**What you have to do:**
Every entry that follows should be output again, word for word.

**Task input:**
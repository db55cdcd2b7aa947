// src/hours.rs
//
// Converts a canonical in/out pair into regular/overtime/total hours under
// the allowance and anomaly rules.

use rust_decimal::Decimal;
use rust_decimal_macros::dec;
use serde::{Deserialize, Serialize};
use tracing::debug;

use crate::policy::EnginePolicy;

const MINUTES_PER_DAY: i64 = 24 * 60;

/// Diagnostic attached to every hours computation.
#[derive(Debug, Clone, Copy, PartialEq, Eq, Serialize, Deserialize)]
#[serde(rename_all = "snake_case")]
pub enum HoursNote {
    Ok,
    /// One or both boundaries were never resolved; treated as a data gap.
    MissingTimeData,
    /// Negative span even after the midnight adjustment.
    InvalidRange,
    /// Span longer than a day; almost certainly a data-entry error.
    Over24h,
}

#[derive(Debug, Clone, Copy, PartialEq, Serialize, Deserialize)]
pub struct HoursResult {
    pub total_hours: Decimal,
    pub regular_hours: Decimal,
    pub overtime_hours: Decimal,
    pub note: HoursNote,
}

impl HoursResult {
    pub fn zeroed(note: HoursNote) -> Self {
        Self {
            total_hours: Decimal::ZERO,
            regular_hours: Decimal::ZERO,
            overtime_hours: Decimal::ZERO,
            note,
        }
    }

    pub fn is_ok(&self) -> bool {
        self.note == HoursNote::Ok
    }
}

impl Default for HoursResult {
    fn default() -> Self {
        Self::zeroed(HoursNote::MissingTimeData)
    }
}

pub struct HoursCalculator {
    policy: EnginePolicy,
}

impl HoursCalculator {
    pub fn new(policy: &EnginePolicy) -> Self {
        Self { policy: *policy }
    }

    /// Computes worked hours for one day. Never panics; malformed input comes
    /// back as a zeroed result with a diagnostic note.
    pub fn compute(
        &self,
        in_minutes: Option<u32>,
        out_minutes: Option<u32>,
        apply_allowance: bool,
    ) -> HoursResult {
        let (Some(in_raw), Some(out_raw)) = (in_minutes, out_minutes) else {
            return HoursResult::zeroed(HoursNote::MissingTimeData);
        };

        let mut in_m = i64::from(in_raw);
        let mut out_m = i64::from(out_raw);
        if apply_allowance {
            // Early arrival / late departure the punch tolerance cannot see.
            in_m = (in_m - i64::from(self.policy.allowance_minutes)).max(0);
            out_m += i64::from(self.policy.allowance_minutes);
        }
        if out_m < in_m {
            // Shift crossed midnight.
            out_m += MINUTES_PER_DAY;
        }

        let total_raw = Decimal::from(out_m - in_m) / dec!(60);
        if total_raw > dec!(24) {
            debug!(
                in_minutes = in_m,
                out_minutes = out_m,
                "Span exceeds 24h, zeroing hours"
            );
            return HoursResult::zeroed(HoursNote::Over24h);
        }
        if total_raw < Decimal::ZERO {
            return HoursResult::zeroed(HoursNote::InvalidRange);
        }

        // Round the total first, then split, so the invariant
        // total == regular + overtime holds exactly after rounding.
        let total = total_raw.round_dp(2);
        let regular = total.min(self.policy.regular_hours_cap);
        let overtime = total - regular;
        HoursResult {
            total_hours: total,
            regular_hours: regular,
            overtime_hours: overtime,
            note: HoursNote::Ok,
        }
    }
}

**Written reply:**
repository db55cdcd2b7aa947
// src/hours.rs
//
// Converts a canonical in/out pair into regular/overtime/total hours under
// the allowance and anomaly rules.

use rust_decimal::Decimal;
use rust_decimal_macros::dec;
use serde::{Deserialize, Serialize};
use tracing::debug;

use crate::policy::EnginePolicy;

const MINUTES_PER_DAY: i64 = 24 * 60;

/// Diagnostic attached to every hours computation.
#[derive(Debug, Clone, Copy, PartialEq, Eq, Serialize, Deserialize)]
#[serde(rename_all = "snake_case")]
pub enum HoursNote {
    Ok,
    /// One or both boundaries were never resolved; treated as a data gap.
    MissingTimeData,
    /// Negative span even after the midnight adjustment.
    InvalidRange,
    /// Span longer than a day; almost certainly a data-entry error.
    Over24h,
}

#[derive(Debug, Clone, Copy, PartialEq, Serialize, Deserialize)]
pub struct HoursResult {
    pub total_hours: Decimal,
    pub regular_hours: Decimal,
    pub overtime_hours: Decimal,
    pub note: HoursNote,
}

impl HoursResult {
    pub fn zeroed(note: HoursNote) -> Self {
        Self {
            total_hours: Decimal::ZERO,
            regular_hours: Decimal::ZERO,
            overtime_hours: Decimal::ZERO,
            note,
        }
    }

    pub fn is_ok(&self) -> bool {
        self.note == HoursNote::Ok
    }
}

impl Default for HoursResult {
    fn default() -> Self {
        Self::zeroed(HoursNote::MissingTimeData)
    }
}

pub struct HoursCalculator {
    policy: EnginePolicy,
}

impl HoursCalculator {
    pub fn new(policy: &EnginePolicy) -> Self {
        Self { policy: *policy }
    }

    /// Computes worked hours for one day. Never panics; malformed input comes
    /// back as a zeroed result with a diagnostic note.
    pub fn compute(
        &self,
        in_minutes: Option<u32>,
        out_minutes: Option<u32>,
        apply_allowance: bool,
    ) -> HoursResult {
        let (Some(in_raw), Some(out_raw)) = (in_minutes, out_minutes) else {
            return HoursResult::zeroed(HoursNote::MissingTimeData);
        };

        let mut in_m = i64::from(in_raw);
        let mut out_m = i64::from(out_raw);
        if apply_allowance {
            // Early arrival / late departure the punch tolerance cannot see.
            in_m = (in_m - i64::from(self.policy.allowance_minutes)).max(0);
            out_m += i64::from(self.policy.allowance_minutes);
        }
        if out_m < in_m {
            // Shift crossed midnight.
            out_m += MINUTES_PER_DAY;
        }

        let total_raw = Decimal::from(out_m - in_m) / dec!(60);
        if total_raw > dec!(24) {
            debug!(
                in_minutes = in_m,
                out_minutes = out_m,
                "Span exceeds 24h, zeroing hours"
            );
            return HoursResult::zeroed(HoursNote::Over24h);
        }
        if total_raw < Decimal::ZERO {
            return HoursResult::zeroed(HoursNote::InvalidRange);
        }

        // Round the total first, then split, so the invariant
        // total == regular + overtime holds exactly after rounding.
        let total = total_raw.round_dp(2);
        let regular = total.min(self.policy.regular_hours_cap);
        let overtime = total - regular;
        HoursResult {
            total_hours: total,
            regular_hours: regular,
            overtime_hours: overtime,
            note: HoursNote::Ok,
        }
    }
}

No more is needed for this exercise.